# Assigned task
Return the opening lines of the material, word for word. End with the line that contains "config JSON file".

# Data for this exercise
• • • • •
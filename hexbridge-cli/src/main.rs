//! hexbridge CLI - Hex bot speaking a line protocol on stdin/stdout
//!
//! Commands (one per line):
//! - init_board <n>, show_board, check_win, quit
//! - make_move, swap
//! - seto <cell>, sety <cell>, unset <cell>
//!
//! Logs go to stderr; stdout carries protocol replies only.

mod protocol;

use std::io;
use std::path::PathBuf;

use anyhow::{Context, Result};
use clap::Parser;
use tracing_subscriber::EnvFilter;

use hexbridge_core::{Bot, EngineConfig, Player};

use protocol::Session;

#[derive(Parser)]
#[command(name = "hexbridge")]
#[command(about = "Hex bot built on two-bridge tracking and least-cost paths")]
struct Cli {
    /// Colour the bot plays (white connects top-bottom, black left-right)
    #[arg(long)]
    color: Player,

    /// Board side length (overrides the config file)
    #[arg(long)]
    size: Option<u8>,

    /// Engine config JSON file
    #[arg(long, value_name = "FILE")]
    config: Option<PathBuf>,

    /// Log filter used when RUST_LOG is unset
    #[arg(long, default_value = "info")]
    log_level: String,
}

fn main() -> Result<()> {
    let cli = Cli::parse();

    tracing_subscriber::fmt()
        .with_env_filter(
            EnvFilter::try_from_default_env().unwrap_or_else(|_| EnvFilter::new(&cli.log_level)),
        )
        .with_writer(io::stderr)
        .init();

    let mut config = match &cli.config {
        Some(path) => EngineConfig::load(path)
            .with_context(|| format!("Failed to load engine config from {}", path.display()))?,
        None => EngineConfig::default(),
    };
    if let Some(size) = cli.size {
        config = config.with_board_size(size);
    }

    let bot = Bot::new(cli.color, config).context("Invalid engine configuration")?;
    tracing::info!(color = %bot.color(), size = bot.engine().board().size(), "hexbridge ready");

    let stdout = io::stdout();
    let mut session = Session::new(bot, stdout.lock());
    session.run(io::stdin().lock())
}
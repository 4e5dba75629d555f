mod models;

pub use models::*;

use anyhow::Result;
use sqlx::{postgres::PgPoolOptions, PgPool};
use tracing::info;

use crate::config::DatabaseConfig;

pub type DbPool = PgPool;

/// Execute a SQL migration file, properly handling comments
async fn execute_sql(pool: &PgPool, sql: &str) -> Result<()> {
    for statement in sql.split(';') {
        // Strip SQL comment lines (lines starting with --)
        let cleaned: String = statement
            .lines()
            .filter(|line| !line.trim().starts_with("--"))
            .collect::<Vec<_>>()
            .join("\n");
        let trimmed = cleaned.trim();
        if !trimmed.is_empty() {
            sqlx::query(trimmed).execute(pool).await?;
        }
    }
    Ok(())
}

pub async fn init(config: &DatabaseConfig) -> Result<DbPool> {
    let db_url = config.connection_url();

    info!(
        host = %config.host,
        database = %config.name,
        "Connecting to database"
    );

    let pool = PgPoolOptions::new()
        .max_connections(config.max_connections)
        .connect(&db_url)
        .await?;

    run_migrations(&pool).await?;

    info!("Database initialized successfully");
    Ok(pool)
}

async fn run_migrations(pool: &PgPool) -> Result<()> {
    info!("Running database migrations...");

    // Migration 001: users, associations, orders, order lines. Statements are
    // idempotent; clientes_view is externally maintained and never touched here.
    execute_sql(pool, include_str!("../../migrations/001_initial.sql")).await?;

    info!("Migrations completed");
    Ok(())
}
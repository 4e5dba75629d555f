//! /pedidos endpoints: order capture, listing, quantity updates and ERP
//! forwarding.

use axum::{
    extract::{Path, State},
    http::{HeaderMap, StatusCode},
    Json,
};
use serde_json::Value;
use std::sync::Arc;

use crate::db::{
    CreateOrderRequest, CreateOrderResponse, OrderForUser, OrderWithLines,
    UpdateQuantitiesRequest,
};
use crate::erp;
use crate::orders::{self, UpdateOutcome};
use crate::AppState;

use super::error::ApiError;

/// Create one order per distinct client code in the submission
pub async fn create_orders(
    State(state): State<Arc<AppState>>,
    Json(request): Json<CreateOrderRequest>,
) -> Result<(StatusCode, Json<CreateOrderResponse>), ApiError> {
    let pedidos = orders::create_orders(&state.db, request).await?;

    Ok((
        StatusCode::CREATED,
        Json(CreateOrderResponse {
            message: "Order(s) registered".to_string(),
            pedidos,
        }),
    ))
}

/// All orders for a user, enriched with client names
pub async fn list_orders_for_user(
    State(state): State<Arc<AppState>>,
    Path(usuario_id): Path<i32>,
) -> Result<Json<Vec<OrderForUser>>, ApiError> {
    let result = orders::list_orders_for_user(&state.db, usuario_id).await?;
    Ok(Json(result))
}

/// One order with its lines
pub async fn order_detail(
    State(state): State<Arc<AppState>>,
    Path(id): Path<i32>,
) -> Result<Json<OrderWithLines>, ApiError> {
    let detail = orders::get_order_detail(&state.db, id).await?;
    Ok(Json(detail))
}

/// Update line quantities; zero removes a line, and an order left with no
/// lines is removed entirely
pub async fn update_quantities(
    State(state): State<Arc<AppState>>,
    Path(id): Path<i32>,
    Json(request): Json<UpdateQuantitiesRequest>,
) -> Result<Json<Value>, ApiError> {
    let outcome = orders::update_quantities(&state.db, id, &request.productos).await?;

    let message = match outcome {
        UpdateOutcome::OrderDeleted => "All products removed, order deleted",
        UpdateOutcome::QuantitiesUpdated => "Quantities updated successfully",
    };
    Ok(Json(serde_json::json!({ "message": message })))
}

/// Delete an order and its lines
pub async fn delete_order(
    State(state): State<Arc<AppState>>,
    Path(id): Path<i32>,
) -> Result<Json<Value>, ApiError> {
    orders::delete_order(&state.db, id).await?;
    Ok(Json(serde_json::json!({ "message": "Order deleted" })))
}

/// Forward a finalized order to the ERP, passing the caller's bearer
/// credential through, and mark the local order processed on success
pub async fn process_erp(
    State(state): State<Arc<AppState>>,
    headers: HeaderMap,
    Json(payload): Json<Value>,
) -> Result<Json<Value>, ApiError> {
    let authorization = headers
        .get("Authorization")
        .and_then(|h| h.to_str().ok());

    let data = erp::sync_order(&state.db, &state.erp, &payload, authorization).await?;

    Ok(Json(serde_json::json!({
        "message": "Order processed by ERP",
        "data": data
    })))
}
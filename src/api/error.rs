//! Unified API error handling.
//!
//! All domain failures are mapped to a JSON `{message, detail?}` body with the
//! matching status code at the request boundary. Nothing is retried here.

use axum::{
    http::StatusCode,
    response::{IntoResponse, Response},
    Json,
};
use serde::Serialize;
use serde_json::Value;
use std::collections::HashMap;

/// Error categories for API responses
#[derive(Debug, Clone, Copy, PartialEq, Eq)]
pub enum ErrorCode {
    /// Malformed or missing input (400)
    Validation,
    /// Unknown id or entity (404)
    NotFound,
    /// Bad credentials or expired token (401)
    Unauthorized,
    /// Authenticated but not allowed, e.g. unverified account (403)
    Forbidden,
    /// Unique constraint or state conflict (409)
    Conflict,
    /// External system rejected the operation with a business reason (400)
    RemoteBusiness,
    /// External system unreachable or errored at transport level (500 by
    /// default; call sites relaying a remote rejection use 400)
    RemoteUnavailable,
    /// Storage-level failure (500)
    Database,
    /// Unexpected failure (500); detail is logged server-side only
    Internal,
}

impl ErrorCode {
    /// Default HTTP status code for this category
    pub fn status_code(&self) -> StatusCode {
        match self {
            ErrorCode::Validation => StatusCode::BAD_REQUEST,
            ErrorCode::NotFound => StatusCode::NOT_FOUND,
            ErrorCode::Unauthorized => StatusCode::UNAUTHORIZED,
            ErrorCode::Forbidden => StatusCode::FORBIDDEN,
            ErrorCode::Conflict => StatusCode::CONFLICT,
            ErrorCode::RemoteBusiness => StatusCode::BAD_REQUEST,
            ErrorCode::RemoteUnavailable => StatusCode::INTERNAL_SERVER_ERROR,
            ErrorCode::Database => StatusCode::INTERNAL_SERVER_ERROR,
            ErrorCode::Internal => StatusCode::INTERNAL_SERVER_ERROR,
        }
    }
}

/// Response envelope: `{message, detail?}`
#[derive(Debug, Serialize)]
struct ErrorResponse {
    message: String,
    #[serde(skip_serializing_if = "Option::is_none")]
    detail: Option<Value>,
}

/// Unified API error type
#[derive(Debug)]
pub struct ApiError {
    code: ErrorCode,
    status: StatusCode,
    message: String,
    detail: Option<Value>,
}

impl ApiError {
    pub fn new(code: ErrorCode, message: impl Into<String>) -> Self {
        Self {
            status: code.status_code(),
            code,
            message: message.into(),
            detail: None,
        }
    }

    /// Override the HTTP status code
    pub fn with_status(mut self, status: StatusCode) -> Self {
        self.status = status;
        self
    }

    /// Attach a detail payload passed through to the caller
    pub fn with_detail(mut self, detail: Value) -> Self {
        self.detail = Some(detail);
        self
    }

    pub fn code(&self) -> ErrorCode {
        self.code
    }

    pub fn status(&self) -> StatusCode {
        self.status
    }

    // -------------------------------------------------------------------------
    // Convenience constructors for common error types
    // -------------------------------------------------------------------------

    /// Validation error (400)
    pub fn validation(message: impl Into<String>) -> Self {
        Self::new(ErrorCode::Validation, message)
    }

    /// Not found error (404)
    pub fn not_found(message: impl Into<String>) -> Self {
        Self::new(ErrorCode::NotFound, message)
    }

    /// Unauthorized error (401)
    pub fn unauthorized(message: impl Into<String>) -> Self {
        Self::new(ErrorCode::Unauthorized, message)
    }

    /// Forbidden error (403)
    pub fn forbidden(message: impl Into<String>) -> Self {
        Self::new(ErrorCode::Forbidden, message)
    }

    /// Conflict error (409)
    pub fn conflict(message: impl Into<String>) -> Self {
        Self::new(ErrorCode::Conflict, message)
    }

    /// Remote system rejected the operation for a business reason (400),
    /// carrying the remote detail verbatim
    pub fn remote_business(message: impl Into<String>, detail: Value) -> Self {
        Self::new(ErrorCode::RemoteBusiness, message).with_detail(detail)
    }

    /// Remote system unreachable or failed at transport level (500)
    pub fn remote_unavailable(message: impl Into<String>) -> Self {
        Self::new(ErrorCode::RemoteUnavailable, message)
    }

    /// Database error (500)
    pub fn database(message: impl Into<String>) -> Self {
        Self::new(ErrorCode::Database, message)
    }

    /// Internal server error (500)
    pub fn internal(message: impl Into<String>) -> Self {
        Self::new(ErrorCode::Internal, message)
    }
}

impl IntoResponse for ApiError {
    fn into_response(self) -> Response {
        let response = ErrorResponse {
            message: self.message,
            detail: self.detail,
        };
        (self.status, Json(response)).into_response()
    }
}

impl std::fmt::Display for ApiError {
    fn fmt(&self, f: &mut std::fmt::Formatter<'_>) -> std::fmt::Result {
        write!(f, "[{}] {}", self.status, self.message)
    }
}

impl std::error::Error for ApiError {}

// -------------------------------------------------------------------------
// Conversion implementations for common error types
// -------------------------------------------------------------------------

impl From<sqlx::Error> for ApiError {
    fn from(err: sqlx::Error) -> Self {
        tracing::error!("Database error: {}", err);

        match &err {
            sqlx::Error::RowNotFound => ApiError::not_found("Resource not found"),
            sqlx::Error::Database(db_err) => {
                if db_err.is_unique_violation() {
                    ApiError::conflict("A resource with this identifier already exists")
                } else if db_err.is_foreign_key_violation() {
                    ApiError::validation("Referenced resource does not exist")
                } else {
                    ApiError::database("A database error occurred")
                }
            }
            _ => ApiError::database("A database error occurred"),
        }
    }
}

// -------------------------------------------------------------------------
// Builder for field-level validation errors
// -------------------------------------------------------------------------

/// Collects per-field validation messages into a single ApiError
#[derive(Debug, Default)]
pub struct ValidationErrorBuilder {
    errors: HashMap<String, Vec<String>>,
}

impl ValidationErrorBuilder {
    pub fn new() -> Self {
        Self::default()
    }

    /// Add a validation error for a field
    pub fn add(&mut self, field: impl Into<String>, message: impl Into<String>) -> &mut Self {
        self.errors
            .entry(field.into())
            .or_default()
            .push(message.into());
        self
    }

    pub fn is_empty(&self) -> bool {
        self.errors.is_empty()
    }

    /// Return Ok(()) if no errors, or Err(ApiError) carrying the field map
    pub fn finish(self) -> Result<(), ApiError> {
        if self.errors.is_empty() {
            return Ok(());
        }

        let message = if self.errors.len() == 1 {
            self.errors
                .values()
                .next()
                .and_then(|v| v.first())
                .cloned()
                .unwrap_or_else(|| "Validation failed".to_string())
        } else {
            format!("Validation failed for {} fields", self.errors.len())
        };

        let detail = serde_json::to_value(&self.errors).unwrap_or(Value::Null);
        Err(ApiError::validation(message).with_detail(detail))
    }
}

#[cfg(test)]
mod tests {
    use super::*;

    #[test]
    fn test_error_code_status_codes() {
        assert_eq!(ErrorCode::Validation.status_code(), StatusCode::BAD_REQUEST);
        assert_eq!(ErrorCode::NotFound.status_code(), StatusCode::NOT_FOUND);
        assert_eq!(
            ErrorCode::Unauthorized.status_code(),
            StatusCode::UNAUTHORIZED
        );
        assert_eq!(ErrorCode::Forbidden.status_code(), StatusCode::FORBIDDEN);
        assert_eq!(
            ErrorCode::RemoteBusiness.status_code(),
            StatusCode::BAD_REQUEST
        );
        assert_eq!(
            ErrorCode::RemoteUnavailable.status_code(),
            StatusCode::INTERNAL_SERVER_ERROR
        );
    }

    #[test]
    fn test_api_error_creation() {
        let err = ApiError::not_found("Pedido no encontrado");
        assert_eq!(err.code, ErrorCode::NotFound);
        assert_eq!(err.status, StatusCode::NOT_FOUND);
        assert_eq!(err.message, "Pedido no encontrado");
    }

    #[test]
    fn test_remote_business_carries_detail() {
        let err = ApiError::remote_business(
            "Error en pedido SAP",
            serde_json::json!("Cliente bloqueado"),
        );
        assert_eq!(err.status, StatusCode::BAD_REQUEST);
        assert_eq!(err.detail, Some(serde_json::json!("Cliente bloqueado")));
    }

    #[test]
    fn test_custom_status_code() {
        let err =
            ApiError::remote_unavailable("ERP returned 503").with_status(StatusCode::BAD_REQUEST);
        assert_eq!(err.status, StatusCode::BAD_REQUEST);
        assert_eq!(err.code, ErrorCode::RemoteUnavailable);
    }

    #[test]
    fn test_validation_builder_single_field() {
        let mut builder = ValidationErrorBuilder::new();
        builder.add("email", "Email is required");
        assert!(!builder.is_empty());

        let err = builder.finish().unwrap_err();
        assert_eq!(err.code, ErrorCode::Validation);
        assert!(err.message.contains("Email is required"));
    }

    #[test]
    fn test_validation_builder_multiple_fields() {
        let mut builder = ValidationErrorBuilder::new();
        builder.add("username", "Username is required");
        builder.add("email", "Invalid email format");

        let err = builder.finish().unwrap_err();
        assert!(err.message.contains("2 fields"));
        assert!(err.detail.is_some());
    }

    #[test]
    fn test_validation_builder_empty_is_ok() {
        assert!(ValidationErrorBuilder::new().finish().is_ok());
    }
}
• • • • •
# Written response
filename hexbridge-cli/src/main.rs
//! hexbridge CLI - Hex bot speaking a line protocol on stdin/stdout
//!
//! Commands (one per line):
//! - init_board <n>, show_board, check_win, quit
//! - make_move, swap
//! - seto <cell>, sety <cell>, unset <cell>
//!
//! Logs go to stderr; stdout carries protocol replies only.

mod protocol;

use std::io;
use std::path::PathBuf;

use anyhow::{Context, Result};
use clap::Parser;
use tracing_subscriber::EnvFilter;

use hexbridge_core::{Bot, EngineConfig, Player};

use protocol::Session;

#[derive(Parser)]
#[command(name = "hexbridge")]
#[command(about = "Hex bot built on two-bridge tracking and least-cost paths")]
struct Cli {
    /// Colour the bot plays (white connects top-bottom, black left-right)
    #[arg(long)]
    color: Player,

    /// Board side length (overrides the config file)
    #[arg(long)]
    size: Option<u8>,

    /// Engine config JSON file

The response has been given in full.